NEW YORK — Thirty years ago, insurance companies had the answer to the soaring costs of caring for the elderly. Plan ahead and buy a policy that will cover your expenses.
Now, there’s a new problem: Even insurers think it’s unaffordable.
Life insurance firms pitched long-term-care policies as the prudent way for Americans to shoulder the cost of staying in nursing homes. But those same companies have found that long-term-care policies are squeezing their profits. Earnings for life insurers slid 11 percent in the most recent quarter, according to Moody’s Investors Service, and long-term care was the chief culprit.
“Insurers that sell these products lose money on them,” says Vincent Lui, a life insurance analyst at Morningstar. “So they’re raising prices and also trying to get out of the business right and left.”
Four of the five largest providers — including Manulife and MetLife — have scaled back the business or stopped selling new policies, according to Moody’s. The largest provider, Genworth Financial, continues to offer them, yet has struggled under the weight of rising costs.
The trends behind the industry’s troubles sound like good news outside the world of insurance. Older Americans are healthier and living longer. But that makes it difficult for the industry to turn a profit. Stays in nursing homes tend to last longer, so insurers have to pay out more in benefits than they had planned.
Few options
For older Americans and their families, however, there are few options besides private insurance. Medicare doesn’t cover nursing home stays except in certain circumstances. The Obama Administration had planned to make a long-term insurance program part of the Affordable Care Act but eventually abandoned it.
Sean Dargan, an analyst at Macquarie Group, an Australia-based investment bank, expects to see more people turning to Medicaid, the government’s health insurance for the poor, to cover the costs of care.
“It could really blow a hole through state budgets,” he says. “I think states and the federal government are going to need to think creatively to find a way out of this.”
When they began selling policies widely in the 1980s, the industry made a slew of assumptions about how long people would live, health care costs and interest rates. Nearly all of them turned out wrong, analysts say.
Take life spans. At nearly 79 years, overall life expectancy in the U.S. has never been higher, according to the Centers for Disease Control and Prevention. That’s the biggest issue, analysts say, because it means more people who took out policies stick around to make claims.
The rate for staying at a nursing home has gone up an average of 4 percent every year for the past five years, according to insurance carrier Genworth’s annual survey. In 2014, the median bill for a shared room topped $6,000 a month.
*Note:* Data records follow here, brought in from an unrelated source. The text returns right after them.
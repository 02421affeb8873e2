//! Error aggregation for a single run.
//!
//! The [`ErrorAggregator`] turns failed operations into [`ErrorRecord`]s,
//! mirrors them into the run log, and tells the caller whether the current
//! unit of work has to stop. It is append-only and owned by one orchestrator.

use crate::error::ScrapeError;
use crate::logging::RunLog;
use crate::models::{ErrorRecord, format_timestamp};
use chrono::Utc;
use reqwest::StatusCode;
use tracing::{Level, error, info, warn};

/// Human-readable reason for an HTTP status, e.g. `"Too Many Requests"`.
pub fn status_reason(code: u16) -> String {
    StatusCode::from_u16(code)
        .ok()
        .and_then(|s| s.canonical_reason())
        .map(str::to_string)
        .unwrap_or_else(|| format!("HTTP {code}"))
}

#[derive(Debug)]
pub struct ErrorAggregator {
    log: RunLog,
    errors: Vec<ErrorRecord>,
}

impl ErrorAggregator {
    pub fn new(log: RunLog) -> Self {
        Self {
            log,
            errors: Vec::new(),
        }
    }

    /// Classify an HTTP outcome.
    ///
    /// 2xx is informational and returns `Ok`. Anything else is recorded and
    /// returned as `Err` so the caller abandons the current unit of work:
    /// 429 becomes [`ScrapeError::RateLimited`] (logged as a warning), every
    /// other code becomes [`ScrapeError::Status`].
    pub fn log_result(&mut self, status: u16, url: &str) -> Result<(), ScrapeError> {
        let reason = status_reason(status);

        if (200..=299).contains(&status) {
            info!(status, %url, "Request succeeded");
            self.log.record(Level::INFO, &format!("{reason} {url}"));
            return Ok(());
        }

        let err = if status == 429 {
            warn!(status, %url, "Rate limited");
            self.log.record(Level::WARN, &format!("{reason} {url}"));
            ScrapeError::RateLimited {
                url: url.to_string(),
            }
        } else {
            error!(status, %url, %reason, "Request failed");
            self.log.record(Level::ERROR, &format!("{reason} {url}"));
            ScrapeError::Status {
                url: url.to_string(),
                status,
                reason,
            }
        };

        self.push(url, err.processing_message());
        Err(err)
    }

    /// Record a per-document fault without aborting anything.
    pub fn log_extraction_error(&mut self, url: &str, message: &str) {
        error!(%url, %message, "Document processing failed");
        self.log.record(Level::ERROR, &format!("{message} {url}"));
        self.push(url, message.to_string());
    }

    /// Record a failure that carries no HTTP status (client error, render
    /// timeout, bad link).
    pub fn log_failure(&mut self, url: &str, err: &ScrapeError) {
        self.log_extraction_error(url, &err.processing_message());
    }

    pub fn errors(&self) -> &[ErrorRecord] {
        &self.errors
    }

    pub fn len(&self) -> usize {
        self.errors.len()
    }

    pub fn is_empty(&self) -> bool {
        self.errors.is_empty()
    }

    /// Flush the run log and hand over the collected records.
    pub fn finish(mut self) -> Vec<ErrorRecord> {
        self.log.flush();
        std::mem::take(&mut self.errors)
    }

    fn push(&mut self, url: &str, processing_error: String) {
        self.errors.push(ErrorRecord {
            datetime_accessed: format_timestamp(Utc::now()),
            document_url: url.to_string(),
            processing_error,
        });
    }
}
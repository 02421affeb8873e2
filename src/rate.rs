//! Adaptive request pacing.
//!
//! The [`RateController`] keeps one delay per site and adjusts it from the
//! status codes it observes: a 429 backs off sharply while few successful
//! delays are known, a 200 probes toward a smaller delay. Every outbound
//! request goes through [`RateController::wait_then_request`].

use crate::error::TransportError;
use crate::transport::{FetchedPage, Transport};
use std::time::Duration;
use tokio::time::sleep;
use tracing::{debug, instrument, warn};

/// Lower bound for the pacing delay, in seconds.
pub const MIN_DELAY: f64 = 0.0;

/// Longest pause between two requests, in seconds.
pub const MAX_DELAY: f64 = 3600.0;

/// At or below this delay a success no longer shrinks the delay.
const SUCCESS_FLOOR: f64 = 0.1;

#[derive(Debug, Clone)]
pub struct RateController {
    delay: f64,
    /// Delays that previously produced a non-throttled response. Never empty.
    history: Vec<f64>,
}

impl Default for RateController {
    fn default() -> Self {
        Self::new(1.0)
    }
}

impl RateController {
    /// Start pacing at `initial_delay` seconds with history seeded by `1`.
    pub fn new(initial_delay: f64) -> Self {
        let delay = if initial_delay.is_finite() {
            initial_delay.max(MIN_DELAY)
        } else {
            1.0
        };
        Self {
            delay,
            history: vec![1.0],
        }
    }

    pub fn delay(&self) -> f64 {
        self.delay
    }

    pub fn history(&self) -> &[f64] {
        &self.history
    }

    /// Feed an observed status code back and return the new delay.
    pub fn observe(&mut self, status: u16) -> f64 {
        let samples = self.history.len() as f64;

        match status {
            429 => {
                let backoff = self.mean().max(self.delay) + 0.1 / (samples * 0.1);
                warn!(old = self.delay, new = backoff, "Backing off after 429");
                self.delay = backoff;
            }
            200 if self.delay <= SUCCESS_FLOOR => {}
            200 => {
                self.history.push(self.delay);
                let samples = self.history.len() as f64;
                let probed = round3(self.mean() - 0.2 / (samples * 0.2));
                self.delay = probed.max(MIN_DELAY);
                debug!(delay = self.delay, samples = self.history.len(), "Probing smaller delay");
            }
            _ => {}
        }

        self.delay
    }

    /// Sleep for the current delay, issue the request, and feed its status
    /// back into the controller.
    ///
    /// # Errors
    ///
    /// Propagates client-level [`TransportError`]s; HTTP error statuses are
    /// returned as pages.
    #[instrument(level = "debug", skip(self, transport), fields(delay = self.delay))]
    pub async fn wait_then_request<T: Transport>(
        &mut self,
        url: &str,
        transport: &T,
    ) -> Result<FetchedPage, TransportError> {
        let max = Duration::from_secs_f64(MAX_DELAY);
        let pause = match Duration::try_from_secs_f64(self.delay) {
            Ok(pause) if pause <= max => pause,
            Ok(_) => {
                warn!(delay = self.delay, "Delay above maximum; capping");
                max
            }
            Err(e) => {
                warn!(delay = self.delay, error = %e, "Unusable delay; pausing for the maximum");
                max
            }
        };
        sleep(pause).await;
        let page = transport.fetch(url).await?;
        self.observe(page.status);
        Ok(page)
    }

    fn mean(&self) -> f64 {
        self.history.iter().sum::<f64>() / self.history.len() as f64
    }
}

fn round3(value: f64) -> f64 {
    (value * 1000.0).round() / 1000.0
}

#[cfg(test)]
mod tests {
    use super::*;
    use std::cell::RefCell;

    #[test]
    fn test_cold_start_backoff() {
        let mut rate = RateController::new(1.0);
        // mean([1]) + 0.1 / (1 * 0.1)
        assert!((rate.observe(429) - 2.0).abs() < 1e-9);
        assert_eq!(rate.history(), &[1.0]);
    }

    #[test]
    fn test_backoff_is_gentler_with_more_history() {
        let mut rate = RateController::new(0.5);
        rate.history = vec![0.5, 0.5, 0.5, 0.5];
        // mean 0.5 + 1/4
        assert!((rate.observe(429) - 0.75).abs() < 1e-9);
    }

    #[test]
    fn test_429_always_increases_delay() {
        let mut rate = RateController::new(1.0);
        let mut previous = rate.delay();
        for _ in 0..5 {
            let next = rate.observe(429);
            assert!(next > previous, "{next} should exceed {previous}");
            previous = next;
        }
    }

    #[test]
    fn test_success_probes_downward() {
        let mut rate = RateController::new(1.0);
        // history [1, 1] -> mean 1 - 0.2 / (2 * 0.2)
        assert_eq!(rate.observe(200), 0.5);
        assert_eq!(rate.history(), &[1.0, 1.0]);
    }

    #[test]
    fn test_success_settles_after_first_probe() {
        // Pushing the delay before averaging makes (S - 1) / n a fixed point.
        let mut rate = RateController::new(1.0);
        assert_eq!(rate.observe(200), 0.5);
        for _ in 0..5 {
            assert_eq!(rate.observe(200), 0.5);
        }
        assert_eq!(rate.history().len(), 7);
    }

    #[test]
    fn test_backoff_then_success_settles_lower() {
        let mut rate = RateController::new(1.0);
        assert!((rate.observe(429) - 2.0).abs() < 1e-9);
        // history [1, 2] -> mean 1.5 - 0.5
        assert_eq!(rate.observe(200), 1.0);
        assert_eq!(rate.observe(200), 1.0);
    }

    #[test]
    fn test_repeated_success_never_increases_or_goes_negative() {
        let mut rate = RateController::new(3.0);
        let mut previous = rate.delay();
        for _ in 0..200 {
            let next = rate.observe(200);
            assert!(next <= previous);
            assert!(next >= MIN_DELAY);
            previous = next;
        }
    }

    #[test]
    fn test_success_formula_is_clamped_at_floor() {
        let mut rate = RateController::new(0.2);
        rate.history = vec![0.2; 3];
        // mean 0.2 - 1/4 would be negative
        assert_eq!(rate.observe(200), MIN_DELAY);
    }

    #[test]
    fn test_success_near_floor_is_ignored() {
        let mut rate = RateController::new(0.1);
        assert_eq!(rate.observe(200), 0.1);
        assert_eq!(rate.history(), &[1.0]);
    }

    #[test]
    fn test_other_status_leaves_delay() {
        let mut rate = RateController::new(0.7);
        assert_eq!(rate.observe(404), 0.7);
        assert_eq!(rate.observe(500), 0.7);
        assert_eq!(rate.history(), &[1.0]);
    }

    #[test]
    fn test_negative_initial_delay_is_clamped() {
        assert_eq!(RateController::new(-3.0).delay(), MIN_DELAY);
    }

    struct Recorder {
        status: u16,
        calls: RefCell<Vec<String>>,
    }

    impl Transport for Recorder {
        async fn fetch(&self, url: &str) -> Result<FetchedPage, TransportError> {
            self.calls.borrow_mut().push(url.to_string());
            Ok(FetchedPage::new(url, self.status, "ok"))
        }
    }

    #[tokio::test(start_paused = true)]
    async fn test_wait_then_request_sleeps_then_observes() {
        let transport = Recorder {
            status: 429,
            calls: RefCell::new(Vec::new()),
        };
        let mut rate = RateController::new(1.0);
        let started = tokio::time::Instant::now();
        let page = rate
            .wait_then_request("https://example.com/blogi", &transport)
            .await
            .unwrap();

        assert!(started.elapsed() >= Duration::from_secs(1));
        assert_eq!(page.status, 429);
        assert_eq!(transport.calls.borrow().as_slice(), ["https://example.com/blogi"]);
        assert!((rate.delay() - 2.0).abs() < 1e-9);
    }

    #[tokio::test(start_paused = true)]
    async fn test_huge_delay_is_capped() {
        let transport = Recorder {
            status: 200,
            calls: RefCell::new(Vec::new()),
        };
        let mut rate = RateController::new(1e20);
        let started = tokio::time::Instant::now();
        let page = rate
            .wait_then_request("https://example.com/blogi", &transport)
            .await
            .unwrap();

        assert_eq!(page.status, 200);
        let elapsed = started.elapsed();
        assert!(elapsed >= Duration::from_secs_f64(MAX_DELAY));
        assert!(elapsed < Duration::from_secs_f64(MAX_DELAY + 1.0));
    }
}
“They were making their best estimates at the time. They just turned out to be wrong,” says Shachar Gonen, a Moody’s analyst who covers the industry. “If insurers knew full well what they were getting into, they probably would have priced their policies much higher. So who knows if the long-term insurance business would have ever started.”
Last year, insurers paid out a record $7.5 billion in claims on these policies, according to the American Association of Long-Term Care Insurance, which tracks insurance rates.
Cutting benefits
To cope with mounting costs and faulty assumptions, insurers have been cutting benefits and hiking their premiums year after year. Average premiums for new policies rose nearly 9 percent over the past year.
In the past month, TIAA-CREF Life Insurance, MetLife and American General asked Connecticut’s insurance department for permission to raise rates as much as 22 percent over three years. The state rejected American General’s request and approved the other two.
Analysts who follow the industry say insurers have learned from their missteps and probably figured out the right price to charge for long-term care policies to turn a profit. The problem is, it might be too high for most people to pay.
“I’m of the opinion that it’s appropriately priced today,” Dargan said. “But it’s also out of reach for most middle-income Americans. And that’s who needs it the most.”